Какие странные вещи приходится читать «в контексте отечественной истории»: «Исследование геногеографии Восточной Европы выяснило, что в ходе исторического развития российский природный ландшафт был включен в русский генофонд: из фактора внешней среды он превратился в фактор внутренней, генотипической среды организма человека» [158, с. 42-43]. Каким образом «российский природный ландшафт был включен в русский генофонд»? Где находится этот ландшафт? На Валдае, в Сибири, на Курилах?
Биологическую основу этничности Соловей описывает в понятиях, которые не имеют определенного смысла и являются метафорами, передающими лишь настрой мысли. Кровь… почва… русский жизнеродный потенциал… русский витальный инстинкт… русская биологическая сила. И с этим понятийным аппаратом нам предлагается строить рациональную отечественную историю и вылезать из культурного кризиса?

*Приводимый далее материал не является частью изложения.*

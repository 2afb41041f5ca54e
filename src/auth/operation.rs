//! Operation catalogue and per-operation timeout policy.

use std::fmt;
use std::str::FromStr;
use std::time::Duration;

use crate::error::BridgeError;

/// Every operation the bridge can dispatch, on either backend.
#[derive(Debug, Clone, Copy, PartialEq, Eq, Hash)]
pub enum Operation {
    Healthcheck,
    TestConnect,
    CreateEthWalletAuthData,
    MintAndRegisterPkp,
    AuthenticatePasskey,
    ViewPkpsByAuthData,
    CreateAuthContext,
    ExecuteJs,
    SignMessage,
    Encrypt,
    Decrypt,
    FetchAndDecryptContent,
    ClearAuthContext,
}

/// Which budget an operation draws its timeout from.
#[derive(Debug, Clone, Copy, PartialEq, Eq)]
pub enum TimeoutClass {
    /// Liveness probe: short, and never waits for readiness.
    Immediate,
    Default,
    /// Work that fans out across the threshold network.
    Extended,
}

impl Operation {
    pub const ALL: [Operation; 13] = [
        Operation::Healthcheck,
        Operation::TestConnect,
        Operation::CreateEthWalletAuthData,
        Operation::MintAndRegisterPkp,
        Operation::AuthenticatePasskey,
        Operation::ViewPkpsByAuthData,
        Operation::CreateAuthContext,
        Operation::ExecuteJs,
        Operation::SignMessage,
        Operation::Encrypt,
        Operation::Decrypt,
        Operation::FetchAndDecryptContent,
        Operation::ClearAuthContext,
    ];

    /// Wire name used in `BridgeRequest.operation`.
    pub fn as_str(self) -> &'static str {
        match self {
            Self::Healthcheck => "healthcheck",
            Self::TestConnect => "testConnect",
            Self::CreateEthWalletAuthData => "createEthWalletAuthData",
            Self::MintAndRegisterPkp => "mintAndRegisterPkp",
            Self::AuthenticatePasskey => "authenticatePasskey",
            Self::ViewPkpsByAuthData => "viewPkpsByAuthData",
            Self::CreateAuthContext => "createAuthContext",
            Self::ExecuteJs => "executeJs",
            Self::SignMessage => "signMessage",
            Self::Encrypt => "encrypt",
            Self::Decrypt => "decrypt",
            Self::FetchAndDecryptContent => "fetchAndDecryptContent",
            Self::ClearAuthContext => "clearAuthContext",
        }
    }

    pub fn timeout_class(self) -> TimeoutClass {
        match self {
            Self::Healthcheck => TimeoutClass::Immediate,
            Self::ExecuteJs | Self::Encrypt | Self::Decrypt | Self::FetchAndDecryptContent => {
                TimeoutClass::Extended
            }
            _ => TimeoutClass::Default,
        }
    }

    pub fn bypasses_readiness(self) -> bool {
        matches!(self, Self::Healthcheck)
    }

    /// Signing and minting are never safe to replay.
    pub fn is_idempotent(self) -> bool {
        matches!(
            self,
            Self::Healthcheck
                | Self::TestConnect
                | Self::ViewPkpsByAuthData
                | Self::ClearAuthContext
        )
    }
}

impl fmt::Display for Operation {
    fn fmt(&self, f: &mut fmt::Formatter<'_>) -> fmt::Result {
        f.write_str(self.as_str())
    }
}

impl FromStr for Operation {
    type Err = BridgeError;

    fn from_str(name: &str) -> Result<Self, Self::Err> {
        Self::ALL
            .into_iter()
            .find(|op| op.as_str() == name)
            .ok_or_else(|| BridgeError::UnknownOperation(name.to_string()))
    }
}

/// Timeout budgets resolved from configuration.
#[derive(Debug, Clone, Copy, PartialEq, Eq)]
pub struct TimeoutPolicy {
    pub default: Duration,
    pub extended: Duration,
    pub ready: Duration,
    pub liveness: Duration,
}

impl Default for TimeoutPolicy {
    fn default() -> Self {
        Self {
            default: Duration::from_millis(30_000),
            extended: Duration::from_millis(120_000),
            ready: Duration::from_millis(30_000),
            liveness: Duration::from_millis(5_000),
        }
    }
}

impl TimeoutPolicy {
    pub fn for_operation(&self, operation: Operation) -> Duration {
        match operation.timeout_class() {
            TimeoutClass::Immediate => self.liveness,
            TimeoutClass::Default => self.default,
            TimeoutClass::Extended => self.extended,
        }
    }
}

Соловей вводит метафору этнического инстинкта, это «модели, составляющие самоочевидное, то есть не осознаваемое и не рефлектируемое, изначальное основание восприятия и поведения». Что это за новые сущности, зачем они плодятся? Большинство продуктов культуры, ставших стереотипами нашего восприятия и поведения, не требуют их осознания и рефлексии. Вот, вы пожимаете знакомому руку. Это культурная норма, ставшая самоочевидным, не осознаваемым и не рефлектируемым основанием поведения. Ничего изначального и инстинктивного в ней нет. Это изобретенный рыцарями жест, обозначающий, что рука не держит оружия.